The required result is every line of the records that includes "FormatResult".

## Exercise input:
▽
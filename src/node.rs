//! IR node kinds and element-wise function adapters.
//!
//! A transform is stored as data: a [`NodeKind`] tag plus the function it
//! carries. The planner pattern-matches on the tag and never calls the
//! function; only the execution engine does.

use crate::combiners::CombineFn;
use crate::io::{Source, Target};
use crate::node_id::NodeId;
use crate::types::PType;
use crate::value::Value;
use anyhow::Result;
use std::fmt::{Debug, Formatter, Result as FormatResult};
use std::sync::Arc;

/// Output channel for a [`DoFn`]: one input may emit zero or more outputs.
#[derive(Debug, Default)]
pub struct Emitter {
    out: Vec<Value>,
}

impl Emitter {
    #[must_use]
    pub fn new() -> Self {
        Self::default()
    }

    pub fn emit(&mut self, v: impl Into<Value>) {
        self.out.push(v.into());
    }

    pub fn drain(&mut self) -> std::vec::Drain<'_, Value> {
        self.out.drain(..)
    }

    #[must_use]
    pub fn into_inner(self) -> Vec<Value> {
        self.out
    }
}

/// An element-wise transform.
pub trait DoFn: Send + Sync {
    fn process(&self, input: Value, emitter: &mut Emitter) -> Result<()>;

    /// Declared input type, checked against the incoming edge when set.
    fn input_type(&self) -> Option<PType> {
        None
    }
}

/// One-to-one transform.
pub struct MapOp<F>(pub F);

impl<F> DoFn for MapOp<F>
where
    F: Fn(Value) -> Result<Value> + Send + Sync,
{
    fn process(&self, input: Value, emitter: &mut Emitter) -> Result<()> {
        emitter.emit((self.0)(input)?);
        Ok(())
    }
}

/// One-to-many transform.
pub struct FlatMapOp<F>(pub F);

impl<F> DoFn for FlatMapOp<F>
where
    F: Fn(Value) -> Result<Vec<Value>> + Send + Sync,
{
    fn process(&self, input: Value, emitter: &mut Emitter) -> Result<()> {
        for v in (self.0)(input)? {
            emitter.emit(v);
        }
        Ok(())
    }
}

/// Keep elements matching a predicate.
pub struct FilterOp<F>(pub F);

impl<F> DoFn for FilterOp<F>
where
    F: Fn(&Value) -> bool + Send + Sync,
{
    fn process(&self, input: Value, emitter: &mut Emitter) -> Result<()> {
        if (self.0)(&input) {
            emitter.emit(input);
        }
        Ok(())
    }
}

/// Transform written directly against the emitter.
pub struct DoOp<F>(pub F);

impl<F> DoFn for DoOp<F>
where
    F: Fn(Value, &mut Emitter) -> Result<()> + Send + Sync,
{
    fn process(&self, input: Value, emitter: &mut Emitter) -> Result<()> {
        (self.0)(input, emitter)
    }
}

#[derive(Clone)]
pub enum NodeKind {
    Source(Arc<dyn Source>),
    ParallelDo(Arc<dyn DoFn>),
    /// Shuffle boundary: `table<K, V>` in, `table<K, collection<V>>` out.
    GroupByKey,
    /// Per-group fold: `table<K, collection<V>>` in, `table<K, V>` out.
    CombineValues(Arc<dyn CombineFn>),
    Union,
    Materialize,
    Target(Arc<dyn Target>),
}

impl NodeKind {
    #[must_use]
    pub fn tag(&self) -> &'static str {
        match self {
            Self::Source(_) => "Source",
            Self::ParallelDo(_) => "ParallelDo",
            Self::GroupByKey => "GroupByKey",
            Self::CombineValues(_) => "CombineValues",
            Self::Union => "Union",
            Self::Materialize => "Materialize",
            Self::Target(_) => "Target",
        }
    }

    /// Required input count as `(min, max)`.
    #[must_use]
    pub fn arity(&self) -> (usize, Option<usize>) {
        match self {
            Self::Source(_) => (0, Some(0)),
            Self::Union => (1, None),
            _ => (1, Some(1)),
        }
    }
}

impl Debug for NodeKind {
    fn fmt(&self, f: &mut Formatter<'_>) -> FormatResult {
        f.write_str(self.tag())
    }
}

/// One vertex of the IR. Edges are plain ids of upstream nodes.
#[derive(Clone, Debug)]
pub struct Node {
    pub id: NodeId,
    pub name: String,
    pub kind: NodeKind,
    pub inputs: Vec<NodeId>,
    /// Output type; for targets, the type of the data written.
    pub ptype: PType,
}
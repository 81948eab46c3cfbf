//! Line-oriented text files.
//!
//! [`TextFileSource`] yields one `string` element per line, blank lines
//! included, without the line terminator.
//! [`TextFileTarget`] writes one element per line using the element's text
//! rendering, so a `(key, value)` pair becomes `key<TAB>value`.

use super::{Source, Target};
use crate::types::{Family, PType};
use crate::value::Value;
use anyhow::{Context, Result};
use std::fs::{File, create_dir_all};
use std::io::{BufRead, BufReader, BufWriter, Write};
use std::path::{Path, PathBuf};

#[derive(Clone, Debug)]
pub struct TextFileSource {
    path: PathBuf,
    family: Family,
}

impl TextFileSource {
    /// Lines as `binary:string`; use [`in_family`](Self::in_family) to switch.
    pub fn new(path: impl AsRef<Path>) -> Self {
        Self {
            path: path.as_ref().to_path_buf(),
            family: Family::Binary,
        }
    }

    #[must_use]
    pub fn in_family(mut self, family: Family) -> Self {
        self.family = family;
        self
    }
}

impl Source for TextFileSource {
    fn ptype(&self) -> PType {
        self.family.strings()
    }

    fn read(&self) -> Result<Vec<Value>> {
        let path = &self.path;
        let f = File::open(path).with_context(|| format!("open {}", path.display()))?;
        let mut out = Vec::new();
        for (i, line) in BufReader::new(f).lines().enumerate() {
            let line =
                line.with_context(|| format!("read line {} in {}", i + 1, path.display()))?;
            out.push(Value::Str(line));
        }
        Ok(out)
    }

    fn describe(&self) -> String {
        format!("text:{}", self.path.display())
    }
}

#[derive(Clone, Debug)]
pub struct TextFileTarget {
    path: PathBuf,
    ptype: PType,
}

impl TextFileTarget {
    pub fn new(path: impl AsRef<Path>, ptype: PType) -> Self {
        Self {
            path: path.as_ref().to_path_buf(),
            ptype,
        }
    }
}

impl Target for TextFileTarget {
    fn ptype(&self) -> PType {
        self.ptype.clone()
    }

    fn location(&self) -> String {
        self.path.display().to_string()
    }

    /// Creates parent directories if needed and replaces any existing file.
    fn write(&self, values: Vec<Value>) -> Result<()> {
        let path = &self.path;
        if let Some(parent) = path.parent()
            && !parent.as_os_str().is_empty()
        {
            create_dir_all(parent).with_context(|| format!("mkdir -p {}", parent.display()))?;
        }
        let f = File::create(path).with_context(|| format!("create {}", path.display()))?;
        let mut w = BufWriter::new(f);
        for v in &values {
            writeln!(w, "{v}").with_context(|| format!("write {}", path.display()))?;
        }
        w.flush()?;
        Ok(())
    }
}

#[cfg(test)]
mod tests {
    use super::*;
    use tempfile::tempdir;

    #[test]
    fn lines_round_trip_through_files() -> Result<()> {
        let dir = tempdir()?;
        let path = dir.path().join("nested/out.txt");
        let f = Family::Binary;
        let target = TextFileTarget::new(&path, f.pair_of(&f.strings(), &f.longs())?);
        target.write(vec![Value::pair("a", 1i64), Value::pair("b", 2i64)])?;

        let lines = TextFileSource::new(&path).read()?;
        assert_eq!(lines, vec![Value::from("a\t1"), Value::from("b\t2")]);
        Ok(())
    }

    #[test]
    fn blank_lines_are_elements_too() -> Result<()> {
        let dir = tempdir()?;
        let path = dir.path().join("in.txt");
        std::fs::write(&path, "a b\n\n  \nc\r\n")?;

        let lines = TextFileSource::new(&path).read()?;
        assert_eq!(
            lines,
            vec![Value::from("a b"), Value::from(""), Value::from("  "), Value::from("c")]
        );
        Ok(())
    }
}
//! Counting.

use crate::collection::PCollection;
use crate::combiners::SumLongs;
use crate::error::GraphConstructionError;
use crate::types::table_type;
use crate::value::Value;

impl PCollection {
    /// `collection<T>` to `table<T, long>`: how often each distinct element occurs.
    ///
    /// `T` must support equality and hashing, since it becomes a shuffle key.
    pub fn count(&self) -> Result<PCollection, GraphConstructionError> {
        let family = self.ptype().family();
        let ones = table_type(self.ptype(), &family.longs())?;
        self.map("count_ones", ones, |v| Ok(Value::pair(v, 1i64)))?
            .group_by_key()?
            .combine_values(SumLongs)
    }
}
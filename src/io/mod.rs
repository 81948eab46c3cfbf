//! Source and target collaborators.
//!
//! The pipeline only ever sees these two traits: a [`Source`] yields a finite
//! sequence of elements of a declared [`PType`] and may be re-read from the
//! start; a [`Target`] accepts a sequence and names its destination.
//!
//! Adapters shipped with the crate:
//! - [`mem`]: in-memory source and target, mostly for tests.
//! - [`text`] (feature `io-text`): line-oriented text files.

pub mod mem;

#[cfg_attr(docsrs, doc(cfg(feature = "io-text")))]
#[cfg(feature = "io-text")]
pub mod text;

use crate::types::PType;
use crate::value::Value;
use anyhow::Result;

pub use mem::{MemSource, MemTarget};
#[cfg(feature = "io-text")]
pub use text::{TextFileSource, TextFileTarget};

pub trait Source: Send + Sync {
    fn ptype(&self) -> PType;

    /// Read the whole input from the start. May be called more than once.
    fn read(&self) -> Result<Vec<Value>>;

    fn describe(&self) -> String {
        "source".to_string()
    }
}

pub trait Target: Send + Sync {
    fn ptype(&self) -> PType;

    /// Destination, reported as the stage output location.
    fn location(&self) -> String;

    fn write(&self, values: Vec<Value>) -> Result<()>;
}
//! Inner join on key, expressed as a co-group followed by a per-key cross
//! product.

use crate::collection::PCollection;
use crate::error::GraphConstructionError;
use crate::types::{pair_type, table_type};
use crate::value::Value;
use anyhow::anyhow;

impl PCollection {
    /// `table<K, V1>` joined with `table<K, V2>` gives `table<K, pair<V1, V2>>`,
    /// one row per matching value pair. Keys missing on either side drop out.
    pub fn join(&self, other: &PCollection) -> Result<PCollection, GraphConstructionError> {
        let grouped = self.cogroup(other)?;
        let (k, slots) = grouped
            .ptype()
            .key_type()
            .zip(grouped.ptype().value_type())
            .ok_or_else(|| GraphConstructionError::NotATable {
                node: "join".into(),
                found: grouped.ptype().to_string(),
            })?;
        let (Some(left), Some(right)) = (
            slots.key_type().and_then(|c| c.element_type()),
            slots.value_type().and_then(|c| c.element_type()),
        ) else {
            return Err(GraphConstructionError::NotGrouped {
                node: "join".into(),
                found: slots.to_string(),
            });
        };
        let out = table_type(&k, &pair_type(&left, &right)?)?;
        grouped.flat_map("join", out, |row| {
            let (k, slots) = row
                .into_pair()
                .map_err(|v| anyhow!("join row must be a pair, got {}", v.kind_name()))?;
            let (ls, rs) = slots
                .into_pair()
                .map_err(|v| anyhow!("join slots must be a pair, got {}", v.kind_name()))?;
            let ls = ls
                .into_collection()
                .map_err(|v| anyhow!("left slot must be a collection, got {}", v.kind_name()))?;
            let rs = rs
                .into_collection()
                .map_err(|v| anyhow!("right slot must be a collection, got {}", v.kind_name()))?;
            let mut out = Vec::with_capacity(ls.len() * rs.len());
            for l in &ls {
                for r in &rs {
                    out.push(Value::pair(k.clone(), Value::pair(l.clone(), r.clone())));
                }
            }
            Ok(out)
        })
    }
}
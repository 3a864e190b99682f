//! UTXO Set Module
//!
//! This module holds the unspent outputs transactions are validated against:
//! - `UtxoPool`: the narrow interface the validator reads and simulates spends on
//! - `UtxoSnapshot`: a plain, independently owned copy of the set
//! - `UtxoCache`: the shared, lock-protected set mutated only after acceptance

mod cache;
mod pool;

pub use cache::{ApplyError, UtxoCache};
pub use pool::{UtxoPool, UtxoSnapshot};
//! Signature Module
//!
//! Both sides of the per-input signature contract:
//! - `SignatureVerifier` / `EcdsaVerifier`: checks an input signature against a UTXO recipient
//! - `sign_input` / `sign_transaction`: produces signatures the verifier accepts

mod signer;
mod verifier;

pub use signer::{SigningError, sign_input, sign_transaction};
pub use verifier::{EcdsaVerifier, SignatureVerifier, VerifierError};
//! Transaction Pool Module
//!
//! This module holds transactions that passed validation and were applied to
//! the UTXO set, waiting to be picked up for inclusion in the ledger.

mod tx_pool;

pub use tx_pool::TransactionPool;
△
## Answer box:
use std::fmt::{Debug, Formatter, Result as FormatResult};
    fn fmt(&self, f: &mut Formatter<'_>) -> FormatResult {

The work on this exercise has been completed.